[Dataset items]
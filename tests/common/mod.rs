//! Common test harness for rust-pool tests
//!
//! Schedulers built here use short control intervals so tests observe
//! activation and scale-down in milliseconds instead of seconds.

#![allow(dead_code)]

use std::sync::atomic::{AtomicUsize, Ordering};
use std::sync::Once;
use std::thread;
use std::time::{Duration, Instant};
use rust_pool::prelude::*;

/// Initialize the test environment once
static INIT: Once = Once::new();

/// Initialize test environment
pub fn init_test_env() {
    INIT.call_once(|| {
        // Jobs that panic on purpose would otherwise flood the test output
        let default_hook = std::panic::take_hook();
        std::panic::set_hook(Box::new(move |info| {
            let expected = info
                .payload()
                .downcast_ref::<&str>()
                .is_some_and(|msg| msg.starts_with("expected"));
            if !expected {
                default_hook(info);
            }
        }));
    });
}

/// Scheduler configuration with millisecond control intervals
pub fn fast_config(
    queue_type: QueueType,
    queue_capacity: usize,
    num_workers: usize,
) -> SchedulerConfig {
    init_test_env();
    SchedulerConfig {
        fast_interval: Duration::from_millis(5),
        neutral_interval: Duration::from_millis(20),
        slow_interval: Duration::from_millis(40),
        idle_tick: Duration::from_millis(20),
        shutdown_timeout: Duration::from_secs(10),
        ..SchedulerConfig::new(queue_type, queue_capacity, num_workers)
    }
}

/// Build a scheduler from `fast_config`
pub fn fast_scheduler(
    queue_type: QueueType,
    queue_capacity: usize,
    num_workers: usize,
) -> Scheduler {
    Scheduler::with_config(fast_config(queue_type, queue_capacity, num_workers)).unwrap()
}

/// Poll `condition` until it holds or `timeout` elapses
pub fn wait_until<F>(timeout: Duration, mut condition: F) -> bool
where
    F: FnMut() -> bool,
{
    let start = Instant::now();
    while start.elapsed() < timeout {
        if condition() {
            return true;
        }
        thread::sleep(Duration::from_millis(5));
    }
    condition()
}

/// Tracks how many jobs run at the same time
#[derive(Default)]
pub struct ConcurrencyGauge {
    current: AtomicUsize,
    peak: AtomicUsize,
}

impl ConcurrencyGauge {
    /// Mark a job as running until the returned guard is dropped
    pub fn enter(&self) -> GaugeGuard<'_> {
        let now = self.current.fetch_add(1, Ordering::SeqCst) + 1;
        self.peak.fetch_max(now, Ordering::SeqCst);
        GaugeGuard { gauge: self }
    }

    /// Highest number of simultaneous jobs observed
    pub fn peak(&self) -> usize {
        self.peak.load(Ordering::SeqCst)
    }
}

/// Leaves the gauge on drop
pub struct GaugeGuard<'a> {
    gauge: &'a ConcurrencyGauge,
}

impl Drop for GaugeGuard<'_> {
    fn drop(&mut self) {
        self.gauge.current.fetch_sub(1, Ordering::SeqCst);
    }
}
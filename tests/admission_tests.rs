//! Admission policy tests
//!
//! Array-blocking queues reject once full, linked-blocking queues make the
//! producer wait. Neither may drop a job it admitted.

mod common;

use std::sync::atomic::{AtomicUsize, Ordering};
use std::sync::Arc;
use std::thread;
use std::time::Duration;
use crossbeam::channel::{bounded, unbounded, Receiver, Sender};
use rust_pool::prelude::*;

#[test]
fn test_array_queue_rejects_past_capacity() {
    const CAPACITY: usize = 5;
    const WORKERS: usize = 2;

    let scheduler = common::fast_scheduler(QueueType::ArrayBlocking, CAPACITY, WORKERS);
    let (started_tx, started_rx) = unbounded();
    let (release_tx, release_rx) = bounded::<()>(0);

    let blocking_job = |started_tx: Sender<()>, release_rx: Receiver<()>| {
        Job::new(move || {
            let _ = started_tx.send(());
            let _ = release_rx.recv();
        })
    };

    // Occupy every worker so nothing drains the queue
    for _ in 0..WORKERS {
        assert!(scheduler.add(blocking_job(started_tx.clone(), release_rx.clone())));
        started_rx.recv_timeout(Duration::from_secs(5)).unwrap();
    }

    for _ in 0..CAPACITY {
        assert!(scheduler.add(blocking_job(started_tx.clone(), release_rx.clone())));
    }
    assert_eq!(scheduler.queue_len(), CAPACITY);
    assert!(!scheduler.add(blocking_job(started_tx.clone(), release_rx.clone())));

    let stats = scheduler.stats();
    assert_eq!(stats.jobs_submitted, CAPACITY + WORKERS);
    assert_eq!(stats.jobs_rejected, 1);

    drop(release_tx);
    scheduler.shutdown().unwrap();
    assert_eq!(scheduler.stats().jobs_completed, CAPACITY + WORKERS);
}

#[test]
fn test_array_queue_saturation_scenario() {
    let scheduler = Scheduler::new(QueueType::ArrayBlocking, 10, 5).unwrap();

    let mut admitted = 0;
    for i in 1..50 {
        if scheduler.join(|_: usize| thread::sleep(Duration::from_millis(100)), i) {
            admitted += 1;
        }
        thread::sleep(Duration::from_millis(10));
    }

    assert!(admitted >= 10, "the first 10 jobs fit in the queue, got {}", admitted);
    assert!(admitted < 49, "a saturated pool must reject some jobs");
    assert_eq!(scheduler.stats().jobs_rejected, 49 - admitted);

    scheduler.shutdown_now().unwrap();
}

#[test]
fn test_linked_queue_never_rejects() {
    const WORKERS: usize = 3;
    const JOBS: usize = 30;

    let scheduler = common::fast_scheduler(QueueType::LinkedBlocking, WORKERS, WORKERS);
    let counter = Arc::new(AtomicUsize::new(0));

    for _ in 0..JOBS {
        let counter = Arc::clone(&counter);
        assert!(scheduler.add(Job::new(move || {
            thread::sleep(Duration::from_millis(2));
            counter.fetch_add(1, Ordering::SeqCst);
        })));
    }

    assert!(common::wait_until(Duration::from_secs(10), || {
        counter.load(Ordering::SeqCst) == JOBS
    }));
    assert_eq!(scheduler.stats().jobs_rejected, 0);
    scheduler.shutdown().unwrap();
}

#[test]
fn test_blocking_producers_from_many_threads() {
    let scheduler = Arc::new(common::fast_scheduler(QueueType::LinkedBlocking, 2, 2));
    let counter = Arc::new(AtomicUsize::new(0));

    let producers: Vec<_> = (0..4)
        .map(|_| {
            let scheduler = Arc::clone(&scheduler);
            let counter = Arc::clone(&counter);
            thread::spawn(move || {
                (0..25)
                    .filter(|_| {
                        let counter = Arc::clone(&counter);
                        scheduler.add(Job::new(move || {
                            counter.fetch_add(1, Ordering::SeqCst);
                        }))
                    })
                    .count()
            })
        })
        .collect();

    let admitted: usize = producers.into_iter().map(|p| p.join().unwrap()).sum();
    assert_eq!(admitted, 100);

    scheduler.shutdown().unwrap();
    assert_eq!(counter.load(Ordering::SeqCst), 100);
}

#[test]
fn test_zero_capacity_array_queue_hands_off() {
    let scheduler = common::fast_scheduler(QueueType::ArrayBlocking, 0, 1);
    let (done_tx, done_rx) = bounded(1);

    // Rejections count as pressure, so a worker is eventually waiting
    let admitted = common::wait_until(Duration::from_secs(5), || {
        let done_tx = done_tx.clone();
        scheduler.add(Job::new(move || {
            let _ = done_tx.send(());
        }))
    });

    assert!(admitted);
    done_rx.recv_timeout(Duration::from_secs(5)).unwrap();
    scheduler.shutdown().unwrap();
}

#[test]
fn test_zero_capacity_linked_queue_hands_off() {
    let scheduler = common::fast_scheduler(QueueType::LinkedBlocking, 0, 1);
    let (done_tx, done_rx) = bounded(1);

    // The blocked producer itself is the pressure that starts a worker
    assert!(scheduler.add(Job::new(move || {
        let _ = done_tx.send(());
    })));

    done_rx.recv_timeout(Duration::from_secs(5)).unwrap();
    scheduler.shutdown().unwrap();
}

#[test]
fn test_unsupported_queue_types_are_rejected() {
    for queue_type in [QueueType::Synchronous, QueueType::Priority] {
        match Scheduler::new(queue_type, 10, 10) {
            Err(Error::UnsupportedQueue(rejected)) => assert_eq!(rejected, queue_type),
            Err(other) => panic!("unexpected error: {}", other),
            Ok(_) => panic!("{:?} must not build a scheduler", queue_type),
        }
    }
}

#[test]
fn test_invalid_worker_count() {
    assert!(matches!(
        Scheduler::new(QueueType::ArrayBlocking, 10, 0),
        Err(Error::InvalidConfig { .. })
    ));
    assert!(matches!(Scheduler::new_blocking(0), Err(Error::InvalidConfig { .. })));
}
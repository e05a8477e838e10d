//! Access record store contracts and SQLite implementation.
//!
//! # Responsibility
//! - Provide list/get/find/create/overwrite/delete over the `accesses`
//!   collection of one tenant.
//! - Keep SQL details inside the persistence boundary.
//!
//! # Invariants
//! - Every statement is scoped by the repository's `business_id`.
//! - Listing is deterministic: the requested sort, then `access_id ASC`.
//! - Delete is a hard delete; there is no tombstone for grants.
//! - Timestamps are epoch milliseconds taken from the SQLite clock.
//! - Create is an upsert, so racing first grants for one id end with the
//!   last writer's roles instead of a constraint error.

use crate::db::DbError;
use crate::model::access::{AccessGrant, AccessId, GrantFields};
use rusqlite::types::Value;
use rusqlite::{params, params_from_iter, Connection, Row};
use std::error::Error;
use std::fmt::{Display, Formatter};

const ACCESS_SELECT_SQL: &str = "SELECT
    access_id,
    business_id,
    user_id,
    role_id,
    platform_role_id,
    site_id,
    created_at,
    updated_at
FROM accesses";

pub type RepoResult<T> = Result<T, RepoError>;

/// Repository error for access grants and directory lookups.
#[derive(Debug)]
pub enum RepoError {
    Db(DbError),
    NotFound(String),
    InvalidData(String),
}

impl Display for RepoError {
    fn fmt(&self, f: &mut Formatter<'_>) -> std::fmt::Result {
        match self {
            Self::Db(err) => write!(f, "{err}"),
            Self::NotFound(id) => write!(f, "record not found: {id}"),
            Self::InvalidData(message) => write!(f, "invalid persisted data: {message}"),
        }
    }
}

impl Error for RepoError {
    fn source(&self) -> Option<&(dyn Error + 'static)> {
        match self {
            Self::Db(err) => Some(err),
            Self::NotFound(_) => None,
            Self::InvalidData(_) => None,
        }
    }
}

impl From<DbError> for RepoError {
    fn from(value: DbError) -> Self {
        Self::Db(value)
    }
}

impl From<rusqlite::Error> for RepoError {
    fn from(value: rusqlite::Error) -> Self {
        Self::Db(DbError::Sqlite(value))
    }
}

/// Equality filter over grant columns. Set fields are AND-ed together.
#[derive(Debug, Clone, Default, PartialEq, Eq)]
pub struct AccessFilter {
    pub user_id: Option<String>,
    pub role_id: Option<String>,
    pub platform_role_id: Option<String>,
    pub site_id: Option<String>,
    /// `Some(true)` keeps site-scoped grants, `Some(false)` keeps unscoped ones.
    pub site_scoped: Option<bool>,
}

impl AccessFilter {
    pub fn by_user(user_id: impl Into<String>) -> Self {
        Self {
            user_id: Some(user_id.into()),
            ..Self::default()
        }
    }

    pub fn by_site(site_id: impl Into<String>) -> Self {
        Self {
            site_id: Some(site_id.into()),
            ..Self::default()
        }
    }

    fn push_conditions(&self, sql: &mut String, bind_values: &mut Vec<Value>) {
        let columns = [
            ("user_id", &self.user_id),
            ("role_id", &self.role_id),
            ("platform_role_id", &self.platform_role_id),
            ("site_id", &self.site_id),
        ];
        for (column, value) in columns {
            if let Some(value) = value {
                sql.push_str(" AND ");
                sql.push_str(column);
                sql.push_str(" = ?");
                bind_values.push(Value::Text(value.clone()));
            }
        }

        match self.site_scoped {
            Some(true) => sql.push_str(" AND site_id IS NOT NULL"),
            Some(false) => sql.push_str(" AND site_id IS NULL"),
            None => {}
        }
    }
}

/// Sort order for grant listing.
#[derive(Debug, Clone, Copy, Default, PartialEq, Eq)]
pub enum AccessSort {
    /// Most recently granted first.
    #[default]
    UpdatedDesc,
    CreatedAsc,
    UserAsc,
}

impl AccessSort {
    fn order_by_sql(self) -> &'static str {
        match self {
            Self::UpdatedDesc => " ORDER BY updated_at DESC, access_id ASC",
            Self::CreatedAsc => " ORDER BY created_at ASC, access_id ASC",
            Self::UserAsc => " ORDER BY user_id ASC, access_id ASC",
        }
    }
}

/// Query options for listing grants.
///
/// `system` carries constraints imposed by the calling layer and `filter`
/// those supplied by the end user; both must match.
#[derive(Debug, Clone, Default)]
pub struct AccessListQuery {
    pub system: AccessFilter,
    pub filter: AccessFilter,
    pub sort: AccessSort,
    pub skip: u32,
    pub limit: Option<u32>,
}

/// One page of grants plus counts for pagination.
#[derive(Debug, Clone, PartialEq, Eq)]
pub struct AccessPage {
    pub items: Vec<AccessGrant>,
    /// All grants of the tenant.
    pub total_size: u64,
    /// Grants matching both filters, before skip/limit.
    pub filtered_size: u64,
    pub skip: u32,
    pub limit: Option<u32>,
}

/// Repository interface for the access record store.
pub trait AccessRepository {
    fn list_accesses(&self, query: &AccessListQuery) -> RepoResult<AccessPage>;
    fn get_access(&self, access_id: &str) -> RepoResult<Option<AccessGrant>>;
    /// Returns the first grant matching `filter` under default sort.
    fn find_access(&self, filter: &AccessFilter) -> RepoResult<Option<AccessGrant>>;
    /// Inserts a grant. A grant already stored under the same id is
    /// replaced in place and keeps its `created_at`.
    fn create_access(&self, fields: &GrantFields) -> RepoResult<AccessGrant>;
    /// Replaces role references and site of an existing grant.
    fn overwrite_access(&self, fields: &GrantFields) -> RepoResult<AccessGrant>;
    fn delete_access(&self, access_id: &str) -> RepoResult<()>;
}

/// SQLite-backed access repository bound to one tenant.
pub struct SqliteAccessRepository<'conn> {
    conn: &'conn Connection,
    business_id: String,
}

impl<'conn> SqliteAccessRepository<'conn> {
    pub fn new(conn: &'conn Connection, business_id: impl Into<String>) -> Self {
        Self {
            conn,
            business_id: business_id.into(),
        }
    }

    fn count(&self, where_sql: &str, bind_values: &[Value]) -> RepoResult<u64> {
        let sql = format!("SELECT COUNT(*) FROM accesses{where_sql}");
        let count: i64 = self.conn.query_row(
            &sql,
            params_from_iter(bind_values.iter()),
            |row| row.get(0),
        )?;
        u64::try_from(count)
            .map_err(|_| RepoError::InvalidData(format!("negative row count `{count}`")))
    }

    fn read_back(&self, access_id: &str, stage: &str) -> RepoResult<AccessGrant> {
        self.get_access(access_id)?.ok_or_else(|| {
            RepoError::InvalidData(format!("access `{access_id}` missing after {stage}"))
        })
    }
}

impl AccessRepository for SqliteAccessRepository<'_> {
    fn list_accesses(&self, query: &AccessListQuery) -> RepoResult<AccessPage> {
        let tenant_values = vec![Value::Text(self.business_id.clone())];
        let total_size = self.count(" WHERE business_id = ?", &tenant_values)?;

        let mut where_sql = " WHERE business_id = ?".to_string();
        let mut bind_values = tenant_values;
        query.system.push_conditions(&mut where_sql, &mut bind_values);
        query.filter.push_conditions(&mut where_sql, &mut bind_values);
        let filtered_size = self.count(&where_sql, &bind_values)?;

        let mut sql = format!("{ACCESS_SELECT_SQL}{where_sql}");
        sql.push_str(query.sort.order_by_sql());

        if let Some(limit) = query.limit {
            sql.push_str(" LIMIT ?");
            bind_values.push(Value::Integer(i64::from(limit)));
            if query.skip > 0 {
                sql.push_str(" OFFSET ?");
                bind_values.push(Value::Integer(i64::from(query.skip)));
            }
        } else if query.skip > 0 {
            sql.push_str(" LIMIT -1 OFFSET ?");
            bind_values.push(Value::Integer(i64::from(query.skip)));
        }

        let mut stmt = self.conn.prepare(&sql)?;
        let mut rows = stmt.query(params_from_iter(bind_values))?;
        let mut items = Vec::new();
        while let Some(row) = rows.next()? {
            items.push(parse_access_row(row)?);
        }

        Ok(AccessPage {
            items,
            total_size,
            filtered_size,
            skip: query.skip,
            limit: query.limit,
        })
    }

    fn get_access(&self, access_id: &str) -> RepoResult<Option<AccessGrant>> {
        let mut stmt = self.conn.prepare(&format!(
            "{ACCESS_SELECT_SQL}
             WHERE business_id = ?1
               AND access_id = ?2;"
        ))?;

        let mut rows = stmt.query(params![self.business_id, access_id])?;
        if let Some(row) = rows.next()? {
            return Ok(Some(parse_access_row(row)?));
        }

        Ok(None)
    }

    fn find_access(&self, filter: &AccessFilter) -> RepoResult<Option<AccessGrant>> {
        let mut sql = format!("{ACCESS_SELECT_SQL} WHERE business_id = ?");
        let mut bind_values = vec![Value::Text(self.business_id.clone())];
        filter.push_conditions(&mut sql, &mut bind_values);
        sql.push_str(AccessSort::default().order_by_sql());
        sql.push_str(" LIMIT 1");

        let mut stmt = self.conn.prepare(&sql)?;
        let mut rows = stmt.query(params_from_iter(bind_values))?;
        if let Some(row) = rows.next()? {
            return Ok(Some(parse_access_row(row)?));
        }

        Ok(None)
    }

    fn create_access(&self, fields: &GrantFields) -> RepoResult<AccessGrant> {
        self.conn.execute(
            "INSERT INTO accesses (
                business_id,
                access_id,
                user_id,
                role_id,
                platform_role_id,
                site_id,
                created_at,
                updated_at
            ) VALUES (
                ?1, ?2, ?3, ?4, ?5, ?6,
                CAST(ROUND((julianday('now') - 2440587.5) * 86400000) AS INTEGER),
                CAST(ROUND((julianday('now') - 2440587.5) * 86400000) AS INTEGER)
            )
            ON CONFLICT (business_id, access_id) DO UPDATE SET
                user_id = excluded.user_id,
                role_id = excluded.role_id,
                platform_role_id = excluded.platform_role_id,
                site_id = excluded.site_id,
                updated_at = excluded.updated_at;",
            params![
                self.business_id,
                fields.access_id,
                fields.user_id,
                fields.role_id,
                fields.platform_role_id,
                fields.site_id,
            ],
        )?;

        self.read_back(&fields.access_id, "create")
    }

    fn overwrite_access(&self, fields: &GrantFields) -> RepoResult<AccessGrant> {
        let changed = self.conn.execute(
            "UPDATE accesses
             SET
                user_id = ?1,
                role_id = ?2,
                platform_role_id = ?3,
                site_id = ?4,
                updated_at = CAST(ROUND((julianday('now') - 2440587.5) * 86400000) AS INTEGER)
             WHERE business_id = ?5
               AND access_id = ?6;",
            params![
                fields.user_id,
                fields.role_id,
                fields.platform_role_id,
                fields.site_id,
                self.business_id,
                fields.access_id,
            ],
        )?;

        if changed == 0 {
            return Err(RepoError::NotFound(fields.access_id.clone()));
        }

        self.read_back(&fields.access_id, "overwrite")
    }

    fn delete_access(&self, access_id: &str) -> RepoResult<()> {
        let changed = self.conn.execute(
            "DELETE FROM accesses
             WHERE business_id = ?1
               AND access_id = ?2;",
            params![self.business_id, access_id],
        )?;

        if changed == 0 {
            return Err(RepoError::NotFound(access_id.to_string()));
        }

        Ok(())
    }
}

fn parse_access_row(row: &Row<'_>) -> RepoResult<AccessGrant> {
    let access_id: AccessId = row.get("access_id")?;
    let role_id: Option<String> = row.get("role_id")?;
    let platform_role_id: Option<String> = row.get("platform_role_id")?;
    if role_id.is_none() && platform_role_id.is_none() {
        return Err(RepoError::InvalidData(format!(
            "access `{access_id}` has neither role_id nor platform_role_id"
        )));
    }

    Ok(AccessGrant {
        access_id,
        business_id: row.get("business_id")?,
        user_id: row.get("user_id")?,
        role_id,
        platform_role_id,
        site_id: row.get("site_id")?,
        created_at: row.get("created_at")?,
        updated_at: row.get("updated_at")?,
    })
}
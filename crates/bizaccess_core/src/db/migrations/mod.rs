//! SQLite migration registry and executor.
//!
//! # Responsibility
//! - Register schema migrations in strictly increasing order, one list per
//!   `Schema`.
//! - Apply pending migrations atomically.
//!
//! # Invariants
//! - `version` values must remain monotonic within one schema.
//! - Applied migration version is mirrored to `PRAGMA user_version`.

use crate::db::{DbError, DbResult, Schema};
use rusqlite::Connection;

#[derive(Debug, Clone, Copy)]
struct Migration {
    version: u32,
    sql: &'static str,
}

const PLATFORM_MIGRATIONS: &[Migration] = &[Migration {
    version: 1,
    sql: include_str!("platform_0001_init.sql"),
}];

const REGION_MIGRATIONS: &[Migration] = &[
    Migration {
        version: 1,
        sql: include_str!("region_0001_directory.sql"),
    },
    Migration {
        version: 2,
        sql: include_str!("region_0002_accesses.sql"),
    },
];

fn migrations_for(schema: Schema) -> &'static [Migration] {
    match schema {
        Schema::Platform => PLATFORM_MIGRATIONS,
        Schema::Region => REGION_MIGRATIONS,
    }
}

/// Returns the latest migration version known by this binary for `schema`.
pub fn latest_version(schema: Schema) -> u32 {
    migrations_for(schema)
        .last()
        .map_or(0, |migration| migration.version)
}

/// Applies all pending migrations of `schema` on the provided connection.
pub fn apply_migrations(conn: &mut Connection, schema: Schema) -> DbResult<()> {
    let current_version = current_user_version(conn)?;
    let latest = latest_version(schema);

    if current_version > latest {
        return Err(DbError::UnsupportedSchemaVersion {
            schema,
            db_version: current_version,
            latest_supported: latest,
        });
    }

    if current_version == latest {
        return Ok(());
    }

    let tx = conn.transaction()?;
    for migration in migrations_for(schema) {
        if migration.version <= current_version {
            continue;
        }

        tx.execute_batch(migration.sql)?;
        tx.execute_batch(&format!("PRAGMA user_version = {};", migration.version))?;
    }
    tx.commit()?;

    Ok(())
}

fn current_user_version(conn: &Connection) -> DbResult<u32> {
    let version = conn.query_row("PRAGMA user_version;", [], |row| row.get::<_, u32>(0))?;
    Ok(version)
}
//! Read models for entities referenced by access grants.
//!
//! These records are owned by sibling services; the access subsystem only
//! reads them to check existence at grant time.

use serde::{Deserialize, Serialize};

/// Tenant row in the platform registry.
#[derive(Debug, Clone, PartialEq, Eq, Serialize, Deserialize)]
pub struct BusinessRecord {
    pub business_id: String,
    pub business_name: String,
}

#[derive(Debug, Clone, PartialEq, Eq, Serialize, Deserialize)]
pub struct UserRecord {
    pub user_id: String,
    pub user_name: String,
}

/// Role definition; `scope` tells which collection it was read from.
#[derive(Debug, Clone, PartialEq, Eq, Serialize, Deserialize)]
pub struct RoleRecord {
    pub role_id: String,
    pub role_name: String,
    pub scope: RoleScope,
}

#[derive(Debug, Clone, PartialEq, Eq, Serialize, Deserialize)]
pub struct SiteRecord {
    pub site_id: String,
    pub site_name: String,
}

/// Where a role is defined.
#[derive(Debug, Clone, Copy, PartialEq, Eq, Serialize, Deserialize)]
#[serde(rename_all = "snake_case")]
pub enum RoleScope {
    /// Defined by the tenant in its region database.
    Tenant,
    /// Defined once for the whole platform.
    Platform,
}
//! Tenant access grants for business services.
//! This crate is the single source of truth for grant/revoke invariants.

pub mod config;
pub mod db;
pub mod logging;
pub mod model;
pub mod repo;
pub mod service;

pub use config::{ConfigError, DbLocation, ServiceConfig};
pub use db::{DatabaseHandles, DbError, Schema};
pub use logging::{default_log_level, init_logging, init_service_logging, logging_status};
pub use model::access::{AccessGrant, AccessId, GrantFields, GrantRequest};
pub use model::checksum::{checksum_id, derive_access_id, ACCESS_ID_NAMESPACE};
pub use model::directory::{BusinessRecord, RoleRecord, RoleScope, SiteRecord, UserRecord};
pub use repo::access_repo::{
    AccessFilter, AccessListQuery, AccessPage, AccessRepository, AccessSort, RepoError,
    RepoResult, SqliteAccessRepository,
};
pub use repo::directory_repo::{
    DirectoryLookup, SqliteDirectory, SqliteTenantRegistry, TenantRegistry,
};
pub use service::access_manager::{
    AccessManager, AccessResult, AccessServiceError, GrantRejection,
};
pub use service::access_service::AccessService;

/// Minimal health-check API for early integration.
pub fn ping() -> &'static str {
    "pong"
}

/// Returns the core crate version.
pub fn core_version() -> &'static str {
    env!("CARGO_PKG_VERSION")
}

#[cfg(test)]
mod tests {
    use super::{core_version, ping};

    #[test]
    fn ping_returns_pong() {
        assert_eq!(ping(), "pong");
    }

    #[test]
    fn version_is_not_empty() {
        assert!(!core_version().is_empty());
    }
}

* Goal of the exercise: In the data above, how many lines contain the string "RepoError"? Answer with the number only.

* Solution for this exercise: 12